### [What the task asks]
Only the lines from the opening of the material through the one containing "- the production" should be reproduced, each exactly as it stands.

● ● ● ●

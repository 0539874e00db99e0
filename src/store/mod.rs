//! Key-value store adapters.
//!
//! The catalog talks to its record store through the [`KvStore`] trait: string keys,
//! byte values, existence-sensitive reads and cursor-driven prefix scans.
//!
//! # Implementations
//!
//! - [`RedisStore`] - the production adapter (`SET`/`GET`/`SCAN`).
//! - [`MemoryStore`] - an actor-backed in-memory store used by tests and the demo binary.
//!
//! # Scanning
//!
//! Catalogs can hold hundreds of thousands of records, so there is no "list all keys"
//! call. [`PrefixScan`] walks the keyspace in batches until the store reports cursor `0`.

pub mod memory;
pub mod redis_store;

pub use self::memory::{MemoryStore, MemoryStoreClient};
pub use self::redis_store::{RedisStore, SharedConnection};

use crate::error::StoreError;
use async_trait::async_trait;
use std::collections::BTreeSet;

/// Default `COUNT` hint for a single scan step.
pub const DEFAULT_SCAN_BATCH: usize = 1000;

/// One step of a cursor scan.
#[derive(Debug, Clone, Default, PartialEq)]
pub struct ScanBatch {
    /// Cursor to pass to the next call. `0` means the scan is complete.
    pub cursor: u64,
    /// Keys found in this step. May be empty even when `cursor` is non-zero.
    pub keys: Vec<String>,
}

/// A single logical record store keyed by string.
///
/// A single `put` or `get` on one key is assumed atomic. No multi-key guarantees
/// are required.
#[async_trait]
pub trait KvStore: Send + Sync {
    /// Writes `value` under `key`, replacing any previous value.
    async fn put(&self, key: &str, value: Vec<u8>) -> Result<(), StoreError>;

    /// Reads the value under `key`. Absence is [`StoreError::NotFound`].
    async fn get(&self, key: &str) -> Result<Vec<u8>, StoreError>;

    /// Returns the next batch of keys starting with `prefix`.
    ///
    /// Start with cursor `0`; stop when the returned cursor is `0` again.
    async fn scan(&self, prefix: &str, cursor: u64, count: usize) -> Result<ScanBatch, StoreError>;

    /// Releases the underlying connection.
    async fn close(&self) -> Result<(), StoreError>;
}

/// Restartable, finite walk over every key with a given prefix.
///
/// ```rust,ignore
/// let mut scan = PrefixScan::new(store.as_ref(), "product:", 1000);
/// while let Some(keys) = scan.next_batch().await? {
///     for key in keys { /* ... */ }
/// }
/// ```
pub struct PrefixScan<'a> {
    store: &'a dyn KvStore,
    prefix: String,
    count: usize,
    cursor: u64,
    finished: bool,
}

impl<'a> PrefixScan<'a> {
    pub fn new(store: &'a dyn KvStore, prefix: impl Into<String>, count: usize) -> Self {
        Self {
            store,
            prefix: prefix.into(),
            count: count.max(1),
            cursor: 0,
            finished: false,
        }
    }

    /// Fetches the next batch, or `None` once the store has returned cursor `0`.
    pub async fn next_batch(&mut self) -> Result<Option<Vec<String>>, StoreError> {
        if self.finished {
            return Ok(None);
        }
        let batch = self.store.scan(&self.prefix, self.cursor, self.count).await?;
        self.cursor = batch.cursor;
        if self.cursor == 0 {
            self.finished = true;
        }
        Ok(Some(batch.keys))
    }

    /// Rewinds to the beginning of the keyspace.
    pub fn restart(&mut self) {
        self.cursor = 0;
        self.finished = false;
    }

    /// Drains the scan into a sorted, de-duplicated key set.
    ///
    /// Stores may return a key more than once during a scan; the set absorbs repeats.
    pub async fn collect_keys(mut self) -> Result<BTreeSet<String>, StoreError> {
        let mut keys = BTreeSet::new();
        while let Some(batch) = self.next_batch().await? {
            keys.extend(batch);
        }
        Ok(keys)
    }
}

#[cfg(test)]
mod tests {
    use super::*;
    use std::sync::Mutex;

    /// Store that replays scripted scan batches.
    struct ScriptedScan {
        batches: Mutex<Vec<ScanBatch>>,
        calls: Mutex<Vec<u64>>,
    }

    #[async_trait]
    impl KvStore for ScriptedScan {
        async fn put(&self, _key: &str, _value: Vec<u8>) -> Result<(), StoreError> {
            Ok(())
        }

        async fn get(&self, key: &str) -> Result<Vec<u8>, StoreError> {
            Err(StoreError::NotFound(key.to_string()))
        }

        async fn scan(&self, _prefix: &str, cursor: u64, _count: usize) -> Result<ScanBatch, StoreError> {
            self.calls.lock().unwrap().push(cursor);
            Ok(self.batches.lock().unwrap().remove(0))
        }

        async fn close(&self) -> Result<(), StoreError> {
            Ok(())
        }
    }

    fn batch(cursor: u64, keys: &[&str]) -> ScanBatch {
        ScanBatch {
            cursor,
            keys: keys.iter().map(|k| k.to_string()).collect(),
        }
    }

    #[tokio::test]
    async fn test_scan_follows_cursor_until_zero_and_dedups() {
        let store = ScriptedScan {
            batches: Mutex::new(vec![
                batch(17, &["product:b", "product:a"]),
                batch(4, &[]),
                batch(0, &["product:a", "product:c"]),
            ]),
            calls: Mutex::new(Vec::new()),
        };

        let keys = PrefixScan::new(&store, "product:", 2).collect_keys().await.unwrap();

        let keys: Vec<_> = keys.into_iter().collect();
        assert_eq!(keys, vec!["product:a", "product:b", "product:c"]);
        assert_eq!(*store.calls.lock().unwrap(), vec![0, 17, 4]);
    }

    #[tokio::test]
    async fn test_restart_rewinds_cursor() {
        let store = ScriptedScan {
            batches: Mutex::new(vec![batch(0, &["product:a"]), batch(0, &["product:a"])]),
            calls: Mutex::new(Vec::new()),
        };

        let mut scan = PrefixScan::new(&store, "product:", 10);
        assert!(scan.next_batch().await.unwrap().is_some());
        assert!(scan.next_batch().await.unwrap().is_none());

        scan.restart();
        assert_eq!(scan.next_batch().await.unwrap(), Some(vec!["product:a".to_string()]));
        assert_eq!(*store.calls.lock().unwrap(), vec![0, 0]);
    }
}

● ● ● ●

### [Reply]
repository 0539874e00db99e0
filename src/store/mod.rs
//! Key-value store adapters.
//!
//! The catalog talks to its record store through the [`KvStore`] trait: string keys,
//! byte values, existence-sensitive reads and cursor-driven prefix scans.
//!
//! # Implementations
//!
//! - [`RedisStore`] - the production adapter (`SET`/`GET`/`SCAN`).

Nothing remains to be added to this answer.